On Apr 10, 12:58 pm, Quadibloc wrote:
On Apr 10, 10:25 am, wrote:

I believe Heraclitean (or is it Heraclitian, as I am using it, not
just full of strife, but never twice) is supposed to be either it is
or isn't.

Then I'm probably not using the term the way you are. I'm just
thinking of my old idea of a basic structure where one chooses one of
a large number of variants in a way similar to the way Checkers
players choose one of a number of three-move openings.

As I was discussing Heraclitian, it was meant as a philosophical
boundaries of variant question.

This isn't like Calvinball, where the rule is to change the rules in
the middle of play, so as to not take anything seriously except having
fun.

The Heraclitian question asks initially if the starting rules to the
game can be infinite (if they don't change during play). A version of
the Heraclitian question, which refers to changes during play, would
be the Calvinball variety of Heraclitian. Such changes can be done in
a strategic manner.

Nor is it like IAGO Chess, where different pieces are dropped on the
board during play - but made more complicated.

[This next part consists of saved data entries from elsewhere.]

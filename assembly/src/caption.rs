//! Caption ladder
//!
//! ```text
//! attempt 1: full-context prompt ──fits──▶ done
//!    │ too long / error / empty
//! attempt 2: short constrained prompt ──fits──▶ done
//!    │ too long / error / empty
//! attempt 3: deterministic template, truncated to fit ──▶ done
//! ```
//!
//! "Fits" means the rendered post (caption, blank line, hashtags) is within
//! `post_char_limit` Unicode scalar values. Generator errors never escape.

use async_trait::async_trait;
use serde::{Deserialize, Serialize};
use tracing::{info, warn};

use crate::error::GenerationError;
use crate::tags::TagSet;

/// Total rungs, the last one being the deterministic fallback.
pub const LADDER_ATTEMPTS: u8 = 3;

const TAG_SEPARATOR: &str = "\n\n";
const ELLIPSIS: char = '\u{2026}';

/// Text-generation collaborator.
#[async_trait]
pub trait TextGenerator: Send + Sync {
    async fn generate(&self, prompt: &str, max_tokens: u32) -> Result<String, GenerationError>;
}

#[derive(Debug, Clone, Serialize, Deserialize)]
#[serde(default)]
pub struct CaptionLimits {
    /// Hard ceiling for the rendered post.
    pub post_char_limit: usize,
    /// Length asked for in the full prompt.
    pub soft_target: usize,
    /// Length asked for in the short prompt.
    pub short_target: usize,
    pub max_tokens: u32,
    pub short_max_tokens: u32,
}

impl Default for CaptionLimits {
    fn default() -> Self {
        Self {
            post_char_limit: 300,
            soft_target: 200,
            short_target: 120,
            max_tokens: 120,
            short_max_tokens: 60,
        }
    }
}

#[derive(Debug, Clone, Copy, PartialEq, Eq, Serialize, Deserialize)]
#[serde(rename_all = "snake_case")]
pub enum CaptionSource {
    Generated,
    Fallback,
}

/// Post body plus the rung that produced it.
#[derive(Debug, Clone, PartialEq, Eq)]
pub struct Caption {
    pub text: String,
    pub attempt: u8,
    pub source: CaptionSource,
}

impl Caption {
    pub fn render(&self, tags: &TagSet) -> String {
        render_post(&self.text, tags)
    }
}

/// Prompts and fallback for one caption, built by the routine.
#[derive(Debug, Clone, PartialEq, Eq)]
pub struct CaptionRequest {
    pub full_prompt: String,
    pub short_prompt: String,
    /// Deterministic text from already-known fields.
    pub fallback: String,
}

/// `text + "\n\n" + tags`, omitting the separator when either side is empty.
pub fn render_post(text: &str, tags: &TagSet) -> String {
    let text = text.trim();
    match (text.is_empty(), tags.is_empty()) {
        (_, true) => text.to_string(),
        (true, false) => tags.render(),
        (false, false) => format!("{text}{TAG_SEPARATOR}{}", tags.render()),
    }
}

pub fn rendered_len(text: &str, tags: &TagSet) -> usize {
    render_post(text, tags).chars().count()
}

/// Truncate `text` so that `render_post(text, tags)` fits `limit`.
///
/// Assumes the tags alone fit (see [`TagSet::fit_within`]).
pub fn fit_text(text: &str, tags: &TagSet, limit: usize) -> String {
    let text = text.trim();
    let overhead = if tags.is_empty() {
        0
    } else {
        tags.rendered_len() + TAG_SEPARATOR.chars().count()
    };
    truncate_chars(text, limit.saturating_sub(overhead))
}

fn truncate_chars(text: &str, budget: usize) -> String {
    if text.chars().count() <= budget {
        return text.to_string();
    }
    if budget == 0 {
        return String::new();
    }
    let mut cut: String = text.chars().take(budget - 1).collect();
    let trimmed_len = cut.trim_end().len();
    cut.truncate(trimmed_len);
    cut.push(ELLIPSIS);
    cut
}

/// Trim whitespace and one layer of wrapping quotes.
fn clean_generated(raw: &str) -> String {
    let text = raw.trim();
    let unquoted = [('"', '"'), ('\u{201c}', '\u{201d}'), ('\'', '\'')]
        .iter()
        .find_map(|(open, close)| {
            text.strip_prefix(*open)
                .and_then(|rest| rest.strip_suffix(*close))
        })
        .unwrap_or(text);
    unquoted.trim().to_string()
}

pub struct CaptionLadder<'a> {
    generator: &'a dyn TextGenerator,
    limits: &'a CaptionLimits,
}

impl<'a> CaptionLadder<'a> {
    pub fn new(generator: &'a dyn TextGenerator, limits: &'a CaptionLimits) -> Self {
        Self { generator, limits }
    }

    /// Walk the ladder. Always returns within [`LADDER_ATTEMPTS`] rungs and
    /// always fits the ceiling when the tags do.
    pub async fn run(&self, request: &CaptionRequest, tags: &TagSet) -> Caption {
        let limit = self.limits.post_char_limit;

        for attempt in 1..LADDER_ATTEMPTS {
            let (prompt, max_tokens) = if attempt == 1 {
                (&request.full_prompt, self.limits.max_tokens)
            } else {
                (&request.short_prompt, self.limits.short_max_tokens)
            };

            let text = match self.generator.generate(prompt, max_tokens).await {
                Ok(raw) => clean_generated(&raw),
                Err(e) => {
                    warn!(attempt, kind = %e.kind(), error = %e, "Caption generation failed");
                    continue;
                }
            };
            if text.is_empty() {
                let e = GenerationError::Empty;
                warn!(attempt, kind = %e.kind(), error = %e, "Caption generation failed");
                continue;
            }

            let len = rendered_len(&text, tags);
            if len <= limit {
                info!(attempt, len, "Caption accepted");
                return Caption {
                    text,
                    attempt,
                    source: CaptionSource::Generated,
                };
            }
            info!(attempt, len, limit, "Caption over budget");
        }

        let text = fit_text(&request.fallback, tags, limit);
        info!(
            attempt = LADDER_ATTEMPTS,
            len = rendered_len(&text, tags),
            "Using fallback caption"
        );
        Caption {
            text,
            attempt: LADDER_ATTEMPTS,
            source: CaptionSource::Fallback,
        }
    }
}

#[cfg(test)]
mod tests {
    use super::*;
    use std::collections::VecDeque;
    use std::sync::Mutex;

    /// Replays scripted responses and records prompts.
    struct ScriptedGenerator {
        responses: Mutex<VecDeque<Result<String, GenerationError>>>,
        prompts: Mutex<Vec<(String, u32)>>,
    }

    impl ScriptedGenerator {
        fn new(responses: Vec<Result<String, GenerationError>>) -> Self {
            Self {
                responses: Mutex::new(responses.into()),
                prompts: Mutex::new(Vec::new()),
            }
        }

        fn calls(&self) -> usize {
            self.prompts.lock().unwrap().len()
        }
    }

    #[async_trait]
    impl TextGenerator for ScriptedGenerator {
        async fn generate(&self, prompt: &str, max_tokens: u32) -> Result<String, GenerationError> {
            self.prompts
                .lock()
                .unwrap()
                .push((prompt.to_string(), max_tokens));
            self.responses
                .lock()
                .unwrap()
                .pop_front()
                .unwrap_or(Err(GenerationError::Empty))
        }
    }

    fn request() -> CaptionRequest {
        CaptionRequest {
            full_prompt: "full".into(),
            short_prompt: "short".into(),
            fallback: "Hidden gem: Gunstar Heroes (1993).".into(),
        }
    }

    fn tags() -> TagSet {
        let mut tags = TagSet::new();
        tags.push("RetroGaming");
        tags.push("GunstarHeroes");
        tags
    }

    #[tokio::test]
    async fn first_attempt_that_fits_wins() {
        let generator = ScriptedGenerator::new(vec![Ok("\"Run and gun perfection.\"".into())]);
        let limits = CaptionLimits::default();
        let caption = CaptionLadder::new(&generator, &limits)
            .run(&request(), &tags())
            .await;

        assert_eq!(caption.attempt, 1);
        assert_eq!(caption.source, CaptionSource::Generated);
        assert_eq!(caption.text, "Run and gun perfection.");
        assert_eq!(generator.calls(), 1);
        assert_eq!(
            caption.render(&tags()),
            "Run and gun perfection.\n\n#RetroGaming #GunstarHeroes"
        );
    }

    #[tokio::test]
    async fn overlong_first_attempt_moves_to_short_prompt() {
        let generator =
            ScriptedGenerator::new(vec![Ok("x".repeat(400)), Ok("Short and sweet.".into())]);
        let limits = CaptionLimits::default();
        let caption = CaptionLadder::new(&generator, &limits)
            .run(&request(), &tags())
            .await;

        assert_eq!(caption.attempt, 2);
        assert_eq!(caption.text, "Short and sweet.");
        let prompts = generator.prompts.lock().unwrap();
        assert_eq!(prompts[0], ("full".to_string(), limits.max_tokens));
        assert_eq!(prompts[1], ("short".to_string(), limits.short_max_tokens));
    }

    #[tokio::test]
    async fn errors_fall_through_to_template() {
        let generator = ScriptedGenerator::new(vec![
            Err(GenerationError::Quota("429".into())),
            Err(GenerationError::Request("timeout".into())),
        ]);
        let limits = CaptionLimits::default();
        let caption = CaptionLadder::new(&generator, &limits)
            .run(&request(), &tags())
            .await;

        assert_eq!(caption.attempt, 3);
        assert_eq!(caption.source, CaptionSource::Fallback);
        assert_eq!(caption.text, "Hidden gem: Gunstar Heroes (1993).");
        assert_eq!(generator.calls(), 2);
    }

    #[tokio::test]
    async fn empty_output_counts_as_failure() {
        let generator = ScriptedGenerator::new(vec![Ok("   ".into()), Ok("\"\"".into())]);
        let limits = CaptionLimits::default();
        let caption = CaptionLadder::new(&generator, &limits)
            .run(&request(), &tags())
            .await;
        assert_eq!(caption.source, CaptionSource::Fallback);
    }

    #[tokio::test]
    async fn fallback_is_truncated_to_fit() {
        let generator = ScriptedGenerator::new(vec![Ok("y".repeat(500)), Ok("z".repeat(500))]);
        let limits = CaptionLimits::default();
        let mut req = request();
        req.fallback = "w".repeat(1000);
        let caption = CaptionLadder::new(&generator, &limits)
            .run(&req, &tags())
            .await;

        assert_eq!(caption.attempt, 3);
        assert_eq!(rendered_len(&caption.text, &tags()), limits.post_char_limit);
        assert!(caption.text.ends_with(ELLIPSIS));
    }

    #[tokio::test]
    async fn rendered_length_never_exceeds_ceiling() {
        let limits = CaptionLimits {
            post_char_limit: 80,
            ..CaptionLimits::default()
        };
        for len in [10usize, 50, 79, 80, 81, 200] {
            let generator = ScriptedGenerator::new(vec![Ok("a".repeat(len)), Ok("b".repeat(len))]);
            let caption = CaptionLadder::new(&generator, &limits)
                .run(&request(), &tags())
                .await;
            assert!(caption.attempt <= LADDER_ATTEMPTS);
            let len = rendered_len(&caption.text, &tags());
            assert!(len <= limits.post_char_limit);

        }
    }

    #[test]
    fn render_without_tags_has_no_separator() {
        assert_eq!(render_post("  hello ", &TagSet::new()), "hello");
        assert_eq!(render_post("", &tags()), "#RetroGaming #GunstarHeroes");
    }

    #[test]
    fn truncation_counts_scalar_values() {
        let text = "\u{e9}".repeat(10);
        let cut = truncate_chars(&text, 5);
        assert_eq!(cut.chars().count(), 5);
        assert!(cut.ends_with(ELLIPSIS));
    }
}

If you speak of your game, it looks like a variant on Chess960, but
with fantasy pieces. As far as the IAGO Chess System goes, it is
meant to have a framework where you can use the drops at the start.
In fact, in Near Chess, which would fit in the IAGO Chess System, the
pieces enter the game at the start, before any moves. If you allow
entry not just at the start, it makes for a deeper game that calls
upon judgment, and makes the game less likely to be solved
(mathematically speaking). This is why I had proposed in the IAGO
Chess (game) it be done via gates and dropping. The game is also
meant to introduce people to the fullness of chess variants, which is
why the C-Class version has you doing a start of the game drop on the
queen space.

Let's say, for example, one plays on a chessboard where the squares
have numbers printed on them in a random arrangement. The last two
digits of the sum of the numbers on the squares that are occupied by
both players' Pawns (think of this as a hash function of the
position)... indicates one of a hundred different Fairy Pieces - and,
on any turn, a player can choose to either drop a piece in hand for
dropping, or *drop the piece indicated by this number* which also
gives his opponent the same type of piece in his hand to drop later.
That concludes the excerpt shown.